▸ **TASK OBJECTIVE**
Every line in the listing below that holds the word "TaskHandle" should be returned.

'''

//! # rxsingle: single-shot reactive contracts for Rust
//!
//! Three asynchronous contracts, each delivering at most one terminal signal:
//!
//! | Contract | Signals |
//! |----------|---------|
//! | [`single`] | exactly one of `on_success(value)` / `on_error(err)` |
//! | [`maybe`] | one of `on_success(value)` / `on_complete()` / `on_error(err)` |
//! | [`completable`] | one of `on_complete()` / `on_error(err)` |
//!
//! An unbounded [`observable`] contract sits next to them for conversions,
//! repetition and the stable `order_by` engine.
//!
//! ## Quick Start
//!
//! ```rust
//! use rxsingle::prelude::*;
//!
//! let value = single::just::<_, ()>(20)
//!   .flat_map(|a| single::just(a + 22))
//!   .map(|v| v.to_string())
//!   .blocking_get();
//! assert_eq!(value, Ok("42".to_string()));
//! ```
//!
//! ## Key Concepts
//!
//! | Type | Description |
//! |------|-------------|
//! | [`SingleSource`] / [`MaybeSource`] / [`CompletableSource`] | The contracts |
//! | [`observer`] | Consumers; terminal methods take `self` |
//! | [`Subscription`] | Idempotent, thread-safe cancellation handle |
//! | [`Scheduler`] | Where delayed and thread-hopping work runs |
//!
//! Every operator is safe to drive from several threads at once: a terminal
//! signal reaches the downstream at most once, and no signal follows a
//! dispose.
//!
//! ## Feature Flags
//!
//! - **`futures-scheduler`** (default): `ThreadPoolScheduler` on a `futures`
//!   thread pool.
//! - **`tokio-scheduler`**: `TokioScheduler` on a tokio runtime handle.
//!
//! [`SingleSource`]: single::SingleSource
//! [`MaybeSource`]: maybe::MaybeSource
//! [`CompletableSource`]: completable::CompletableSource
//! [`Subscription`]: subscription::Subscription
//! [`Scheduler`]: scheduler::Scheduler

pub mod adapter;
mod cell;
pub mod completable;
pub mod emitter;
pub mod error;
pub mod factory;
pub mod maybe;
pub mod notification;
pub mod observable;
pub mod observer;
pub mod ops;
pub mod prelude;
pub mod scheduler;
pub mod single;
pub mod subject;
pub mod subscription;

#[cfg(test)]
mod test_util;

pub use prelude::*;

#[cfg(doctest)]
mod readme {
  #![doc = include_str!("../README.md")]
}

'''
'''

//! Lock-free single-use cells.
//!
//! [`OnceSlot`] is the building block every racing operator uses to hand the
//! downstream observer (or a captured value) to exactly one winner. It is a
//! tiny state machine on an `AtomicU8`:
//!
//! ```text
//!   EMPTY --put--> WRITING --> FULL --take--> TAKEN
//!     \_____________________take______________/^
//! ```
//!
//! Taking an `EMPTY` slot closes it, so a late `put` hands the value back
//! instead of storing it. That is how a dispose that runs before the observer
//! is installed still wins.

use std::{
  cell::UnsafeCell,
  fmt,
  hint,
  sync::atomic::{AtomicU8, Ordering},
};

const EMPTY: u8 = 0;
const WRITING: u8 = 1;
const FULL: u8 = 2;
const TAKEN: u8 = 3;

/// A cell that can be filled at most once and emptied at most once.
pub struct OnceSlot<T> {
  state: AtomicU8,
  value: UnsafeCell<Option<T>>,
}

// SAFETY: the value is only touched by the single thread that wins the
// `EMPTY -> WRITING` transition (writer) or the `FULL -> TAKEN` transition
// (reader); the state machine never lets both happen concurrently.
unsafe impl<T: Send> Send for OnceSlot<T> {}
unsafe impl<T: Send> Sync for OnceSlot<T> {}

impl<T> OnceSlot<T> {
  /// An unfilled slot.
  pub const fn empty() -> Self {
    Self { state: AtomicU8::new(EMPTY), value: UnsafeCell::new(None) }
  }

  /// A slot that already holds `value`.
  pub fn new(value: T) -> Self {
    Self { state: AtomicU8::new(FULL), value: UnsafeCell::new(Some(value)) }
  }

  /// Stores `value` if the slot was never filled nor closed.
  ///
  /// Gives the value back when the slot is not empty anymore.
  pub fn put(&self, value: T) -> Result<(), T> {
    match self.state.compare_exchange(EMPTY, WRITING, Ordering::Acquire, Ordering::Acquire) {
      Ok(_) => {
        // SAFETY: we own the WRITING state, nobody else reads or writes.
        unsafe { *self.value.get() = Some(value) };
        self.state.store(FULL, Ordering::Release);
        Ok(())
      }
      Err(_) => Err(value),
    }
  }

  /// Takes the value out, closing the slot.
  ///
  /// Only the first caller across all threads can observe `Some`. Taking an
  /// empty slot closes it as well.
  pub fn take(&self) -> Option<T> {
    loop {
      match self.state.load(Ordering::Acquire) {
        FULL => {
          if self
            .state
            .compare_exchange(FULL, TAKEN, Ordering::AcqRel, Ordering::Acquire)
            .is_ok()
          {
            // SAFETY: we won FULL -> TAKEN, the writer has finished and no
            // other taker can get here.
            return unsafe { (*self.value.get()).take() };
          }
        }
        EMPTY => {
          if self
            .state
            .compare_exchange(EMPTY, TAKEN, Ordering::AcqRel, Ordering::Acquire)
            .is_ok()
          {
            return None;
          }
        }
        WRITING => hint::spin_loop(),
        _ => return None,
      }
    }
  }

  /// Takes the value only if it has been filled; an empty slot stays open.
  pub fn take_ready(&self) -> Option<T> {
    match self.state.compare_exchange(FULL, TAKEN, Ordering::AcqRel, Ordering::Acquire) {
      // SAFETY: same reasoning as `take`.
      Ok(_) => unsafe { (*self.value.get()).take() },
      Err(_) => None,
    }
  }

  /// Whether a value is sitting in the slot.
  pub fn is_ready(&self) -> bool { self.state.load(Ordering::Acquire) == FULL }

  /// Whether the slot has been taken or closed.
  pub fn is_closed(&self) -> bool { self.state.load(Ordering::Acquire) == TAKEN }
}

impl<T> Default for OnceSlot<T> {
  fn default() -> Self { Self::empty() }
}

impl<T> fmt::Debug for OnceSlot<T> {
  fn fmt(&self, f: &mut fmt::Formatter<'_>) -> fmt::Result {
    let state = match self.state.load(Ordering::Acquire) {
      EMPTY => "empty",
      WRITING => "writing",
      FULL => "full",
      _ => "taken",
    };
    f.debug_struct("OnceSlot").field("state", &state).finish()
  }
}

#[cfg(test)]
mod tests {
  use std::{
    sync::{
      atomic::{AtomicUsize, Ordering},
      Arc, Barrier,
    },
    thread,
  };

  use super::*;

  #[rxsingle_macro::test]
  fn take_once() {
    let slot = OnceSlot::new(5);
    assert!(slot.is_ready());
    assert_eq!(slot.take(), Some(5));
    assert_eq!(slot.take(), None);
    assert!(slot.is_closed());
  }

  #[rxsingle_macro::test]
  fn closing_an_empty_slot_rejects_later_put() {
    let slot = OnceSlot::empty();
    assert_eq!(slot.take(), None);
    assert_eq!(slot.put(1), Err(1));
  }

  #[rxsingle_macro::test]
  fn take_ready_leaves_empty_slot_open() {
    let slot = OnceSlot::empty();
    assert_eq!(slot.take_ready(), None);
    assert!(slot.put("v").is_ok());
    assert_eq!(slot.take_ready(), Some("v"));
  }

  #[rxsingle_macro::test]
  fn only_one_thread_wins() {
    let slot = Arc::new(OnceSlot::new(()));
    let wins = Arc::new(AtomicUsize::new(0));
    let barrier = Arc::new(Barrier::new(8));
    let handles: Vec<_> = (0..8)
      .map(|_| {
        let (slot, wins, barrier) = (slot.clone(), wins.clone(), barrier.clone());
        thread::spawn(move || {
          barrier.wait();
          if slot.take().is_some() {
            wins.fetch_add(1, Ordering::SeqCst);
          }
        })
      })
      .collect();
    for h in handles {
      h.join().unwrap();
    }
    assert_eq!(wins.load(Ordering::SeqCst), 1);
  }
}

'''
'''

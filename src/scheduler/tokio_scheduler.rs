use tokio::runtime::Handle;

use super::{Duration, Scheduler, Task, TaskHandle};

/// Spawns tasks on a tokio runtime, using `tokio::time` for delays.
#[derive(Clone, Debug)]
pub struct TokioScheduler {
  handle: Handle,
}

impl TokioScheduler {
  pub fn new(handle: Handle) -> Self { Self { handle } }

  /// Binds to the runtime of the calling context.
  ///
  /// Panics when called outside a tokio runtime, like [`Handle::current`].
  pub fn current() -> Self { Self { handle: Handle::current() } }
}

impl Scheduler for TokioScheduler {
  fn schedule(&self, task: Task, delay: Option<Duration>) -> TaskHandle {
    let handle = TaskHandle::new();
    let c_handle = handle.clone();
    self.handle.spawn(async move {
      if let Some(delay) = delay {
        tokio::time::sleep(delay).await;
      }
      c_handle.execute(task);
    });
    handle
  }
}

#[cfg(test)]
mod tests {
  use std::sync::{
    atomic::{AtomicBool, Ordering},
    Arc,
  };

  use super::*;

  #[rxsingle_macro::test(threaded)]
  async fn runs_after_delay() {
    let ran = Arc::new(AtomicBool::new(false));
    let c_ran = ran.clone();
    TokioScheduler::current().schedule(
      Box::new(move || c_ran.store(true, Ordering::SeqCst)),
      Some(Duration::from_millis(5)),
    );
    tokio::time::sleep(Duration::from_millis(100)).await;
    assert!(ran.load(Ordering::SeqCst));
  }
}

'''

▸ **EXERCISE RESPONSE**
use super::{Duration, Scheduler, Task, TaskHandle};
  fn schedule(&self, task: Task, delay: Option<Duration>) -> TaskHandle {
    let handle = TaskHandle::new();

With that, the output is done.